• **Task item**
Take the entries below and print only the lines from the one with "self.query.is_master = Some(is_master);" through the one with "#[arg(long, default_value = DEFAULT_PREFIX)]", exactly as they stand, both ends included.
»»
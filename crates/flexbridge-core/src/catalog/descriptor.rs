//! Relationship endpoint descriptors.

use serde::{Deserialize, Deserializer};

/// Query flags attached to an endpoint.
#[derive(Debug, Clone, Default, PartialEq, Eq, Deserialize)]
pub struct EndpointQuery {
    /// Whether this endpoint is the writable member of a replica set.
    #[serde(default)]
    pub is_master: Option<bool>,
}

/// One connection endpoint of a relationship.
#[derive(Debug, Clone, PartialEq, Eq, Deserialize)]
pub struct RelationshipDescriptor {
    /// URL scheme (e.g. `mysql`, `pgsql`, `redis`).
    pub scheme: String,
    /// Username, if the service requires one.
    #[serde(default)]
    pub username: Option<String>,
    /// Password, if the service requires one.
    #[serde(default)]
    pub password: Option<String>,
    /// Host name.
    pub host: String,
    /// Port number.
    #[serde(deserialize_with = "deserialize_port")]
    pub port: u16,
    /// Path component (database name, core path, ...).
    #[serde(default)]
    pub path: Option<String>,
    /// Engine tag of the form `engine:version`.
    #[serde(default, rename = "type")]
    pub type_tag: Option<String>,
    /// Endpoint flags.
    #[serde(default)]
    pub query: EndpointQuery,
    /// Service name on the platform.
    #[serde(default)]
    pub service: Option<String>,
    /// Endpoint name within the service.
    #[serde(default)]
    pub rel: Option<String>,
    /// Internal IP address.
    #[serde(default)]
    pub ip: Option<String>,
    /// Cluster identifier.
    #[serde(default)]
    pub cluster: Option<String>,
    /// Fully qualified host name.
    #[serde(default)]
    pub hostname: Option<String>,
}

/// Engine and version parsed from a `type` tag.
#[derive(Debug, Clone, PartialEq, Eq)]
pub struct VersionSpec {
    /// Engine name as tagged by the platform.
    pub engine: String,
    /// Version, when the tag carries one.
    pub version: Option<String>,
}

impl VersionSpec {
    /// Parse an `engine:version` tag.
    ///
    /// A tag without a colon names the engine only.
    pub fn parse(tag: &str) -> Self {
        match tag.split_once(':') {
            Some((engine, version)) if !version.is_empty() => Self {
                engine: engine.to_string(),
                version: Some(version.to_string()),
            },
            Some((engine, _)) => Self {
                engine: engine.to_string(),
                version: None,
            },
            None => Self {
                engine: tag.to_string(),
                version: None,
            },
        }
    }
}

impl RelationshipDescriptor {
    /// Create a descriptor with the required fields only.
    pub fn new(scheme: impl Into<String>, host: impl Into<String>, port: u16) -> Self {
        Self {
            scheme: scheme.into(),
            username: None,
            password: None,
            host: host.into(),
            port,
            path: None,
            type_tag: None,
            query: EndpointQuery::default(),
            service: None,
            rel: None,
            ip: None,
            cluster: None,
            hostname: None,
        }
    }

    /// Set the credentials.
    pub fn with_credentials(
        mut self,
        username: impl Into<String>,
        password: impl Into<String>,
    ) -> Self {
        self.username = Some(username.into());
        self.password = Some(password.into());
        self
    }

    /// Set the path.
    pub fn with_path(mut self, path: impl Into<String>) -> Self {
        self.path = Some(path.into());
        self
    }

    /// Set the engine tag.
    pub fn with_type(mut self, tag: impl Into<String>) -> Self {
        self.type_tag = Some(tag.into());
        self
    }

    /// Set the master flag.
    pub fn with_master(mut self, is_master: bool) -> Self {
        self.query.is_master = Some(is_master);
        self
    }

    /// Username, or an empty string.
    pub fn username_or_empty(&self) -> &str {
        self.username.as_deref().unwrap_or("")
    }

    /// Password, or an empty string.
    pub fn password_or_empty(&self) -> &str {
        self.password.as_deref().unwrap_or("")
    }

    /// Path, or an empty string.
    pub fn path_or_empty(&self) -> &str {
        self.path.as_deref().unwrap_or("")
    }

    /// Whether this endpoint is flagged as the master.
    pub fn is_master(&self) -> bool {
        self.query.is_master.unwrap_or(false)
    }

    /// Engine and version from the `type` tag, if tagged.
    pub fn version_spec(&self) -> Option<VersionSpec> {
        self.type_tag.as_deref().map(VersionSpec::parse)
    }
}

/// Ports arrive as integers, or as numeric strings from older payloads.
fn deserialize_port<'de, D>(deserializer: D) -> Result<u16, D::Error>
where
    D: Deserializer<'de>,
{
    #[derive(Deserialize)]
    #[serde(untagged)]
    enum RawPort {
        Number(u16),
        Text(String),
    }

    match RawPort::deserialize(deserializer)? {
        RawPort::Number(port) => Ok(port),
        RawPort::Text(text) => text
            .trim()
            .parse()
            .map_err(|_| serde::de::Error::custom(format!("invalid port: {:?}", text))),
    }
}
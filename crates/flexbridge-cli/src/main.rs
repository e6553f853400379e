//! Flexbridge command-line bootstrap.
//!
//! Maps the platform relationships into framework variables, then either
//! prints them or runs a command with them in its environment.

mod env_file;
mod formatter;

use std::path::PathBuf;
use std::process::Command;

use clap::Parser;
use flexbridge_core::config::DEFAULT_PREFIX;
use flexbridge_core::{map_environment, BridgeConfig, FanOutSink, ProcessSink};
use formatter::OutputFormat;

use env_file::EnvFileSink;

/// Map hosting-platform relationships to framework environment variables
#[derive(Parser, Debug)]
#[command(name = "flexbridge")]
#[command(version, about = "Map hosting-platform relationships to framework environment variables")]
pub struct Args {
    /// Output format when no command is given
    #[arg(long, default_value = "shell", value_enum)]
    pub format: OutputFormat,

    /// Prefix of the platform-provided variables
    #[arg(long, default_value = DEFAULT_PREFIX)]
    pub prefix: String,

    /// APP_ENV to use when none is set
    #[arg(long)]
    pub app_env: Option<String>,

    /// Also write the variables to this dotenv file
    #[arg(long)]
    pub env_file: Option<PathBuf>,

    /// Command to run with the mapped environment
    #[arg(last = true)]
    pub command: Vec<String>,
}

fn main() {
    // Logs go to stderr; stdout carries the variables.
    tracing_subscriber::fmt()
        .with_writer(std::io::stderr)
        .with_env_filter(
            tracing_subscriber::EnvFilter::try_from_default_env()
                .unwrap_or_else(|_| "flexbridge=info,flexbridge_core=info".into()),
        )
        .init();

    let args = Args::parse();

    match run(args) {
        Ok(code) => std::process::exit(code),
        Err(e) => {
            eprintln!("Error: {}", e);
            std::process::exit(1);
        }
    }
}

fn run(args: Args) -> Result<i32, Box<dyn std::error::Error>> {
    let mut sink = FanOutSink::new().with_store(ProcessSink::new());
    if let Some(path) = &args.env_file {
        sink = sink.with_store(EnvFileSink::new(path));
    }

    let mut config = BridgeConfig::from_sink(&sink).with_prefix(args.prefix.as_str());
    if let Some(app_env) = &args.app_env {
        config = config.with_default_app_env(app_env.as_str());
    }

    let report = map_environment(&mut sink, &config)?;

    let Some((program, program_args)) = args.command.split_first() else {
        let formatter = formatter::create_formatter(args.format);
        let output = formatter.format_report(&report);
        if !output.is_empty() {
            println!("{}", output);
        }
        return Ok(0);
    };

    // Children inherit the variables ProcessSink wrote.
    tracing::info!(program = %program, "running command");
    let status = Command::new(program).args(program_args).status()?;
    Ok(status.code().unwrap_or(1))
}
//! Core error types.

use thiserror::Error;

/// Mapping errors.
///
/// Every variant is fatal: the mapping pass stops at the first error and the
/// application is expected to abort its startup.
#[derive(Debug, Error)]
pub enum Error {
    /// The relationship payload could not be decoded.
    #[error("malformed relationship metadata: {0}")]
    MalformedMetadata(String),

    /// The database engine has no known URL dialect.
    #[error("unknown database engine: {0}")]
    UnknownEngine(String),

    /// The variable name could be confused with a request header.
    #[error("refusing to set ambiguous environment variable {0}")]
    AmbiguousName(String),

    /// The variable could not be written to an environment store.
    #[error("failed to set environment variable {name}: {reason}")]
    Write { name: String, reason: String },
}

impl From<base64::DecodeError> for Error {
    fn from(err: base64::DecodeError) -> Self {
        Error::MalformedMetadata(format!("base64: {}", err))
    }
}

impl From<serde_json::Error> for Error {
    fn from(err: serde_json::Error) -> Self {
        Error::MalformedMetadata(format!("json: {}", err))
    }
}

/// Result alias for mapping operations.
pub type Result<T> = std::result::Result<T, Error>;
««
»»
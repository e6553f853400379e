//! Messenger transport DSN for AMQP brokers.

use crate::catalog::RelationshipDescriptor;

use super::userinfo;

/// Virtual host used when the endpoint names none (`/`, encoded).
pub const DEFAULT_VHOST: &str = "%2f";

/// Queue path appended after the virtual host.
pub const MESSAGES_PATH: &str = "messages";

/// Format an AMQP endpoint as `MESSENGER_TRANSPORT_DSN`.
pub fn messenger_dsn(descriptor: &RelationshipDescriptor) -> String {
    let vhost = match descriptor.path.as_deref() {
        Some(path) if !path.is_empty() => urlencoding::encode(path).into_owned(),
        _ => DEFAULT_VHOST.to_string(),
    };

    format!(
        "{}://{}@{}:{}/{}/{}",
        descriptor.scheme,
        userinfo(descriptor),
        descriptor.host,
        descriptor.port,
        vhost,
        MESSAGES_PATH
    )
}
««
• **Result of this task**
        self.query.is_master = Some(is_master);
        self
    }

    /// Username, or an empty string.
    pub fn username_or_empty(&self) -> &str {
        self.username.as_deref().unwrap_or("")
    }

    /// Password, or an empty string.
    pub fn password_or_empty(&self) -> &str {
        self.password.as_deref().unwrap_or("")
    }

    /// Path, or an empty string.
    pub fn path_or_empty(&self) -> &str {
        self.path.as_deref().unwrap_or("")
    }

    /// Whether this endpoint is flagged as the master.
    pub fn is_master(&self) -> bool {
        self.query.is_master.unwrap_or(false)
    }

    /// Engine and version from the `type` tag, if tagged.
    pub fn version_spec(&self) -> Option<VersionSpec> {
        self.type_tag.as_deref().map(VersionSpec::parse)
    }
}

/// Ports arrive as integers, or as numeric strings from older payloads.
fn deserialize_port<'de, D>(deserializer: D) -> Result<u16, D::Error>
where
    D: Deserializer<'de>,
{
    #[derive(Deserialize)]
    #[serde(untagged)]
    enum RawPort {
        Number(u16),
        Text(String),
    }

    match RawPort::deserialize(deserializer)? {
        RawPort::Number(port) => Ok(port),
        RawPort::Text(text) => text
            .trim()
            .parse()
            .map_err(|_| serde::de::Error::custom(format!("invalid port: {:?}", text))),
    }
}
filename crates/flexbridge-cli/src/main.rs
repository e6553f853400379e
//! Flexbridge command-line bootstrap.
//!
//! Maps the platform relationships into framework variables, then either
//! prints them or runs a command with them in its environment.

mod env_file;
mod formatter;

use std::path::PathBuf;
use std::process::Command;

use clap::Parser;
use flexbridge_core::config::DEFAULT_PREFIX;
use flexbridge_core::{map_environment, BridgeConfig, FanOutSink, ProcessSink};
use formatter::OutputFormat;

use env_file::EnvFileSink;

/// Map hosting-platform relationships to framework environment variables
#[derive(Parser, Debug)]
#[command(name = "flexbridge")]
#[command(version, about = "Map hosting-platform relationships to framework environment variables")]
pub struct Args {
    /// Output format when no command is given
    #[arg(long, default_value = "shell", value_enum)]
    pub format: OutputFormat,

    /// Prefix of the platform-provided variables
    #[arg(long, default_value = DEFAULT_PREFIX)]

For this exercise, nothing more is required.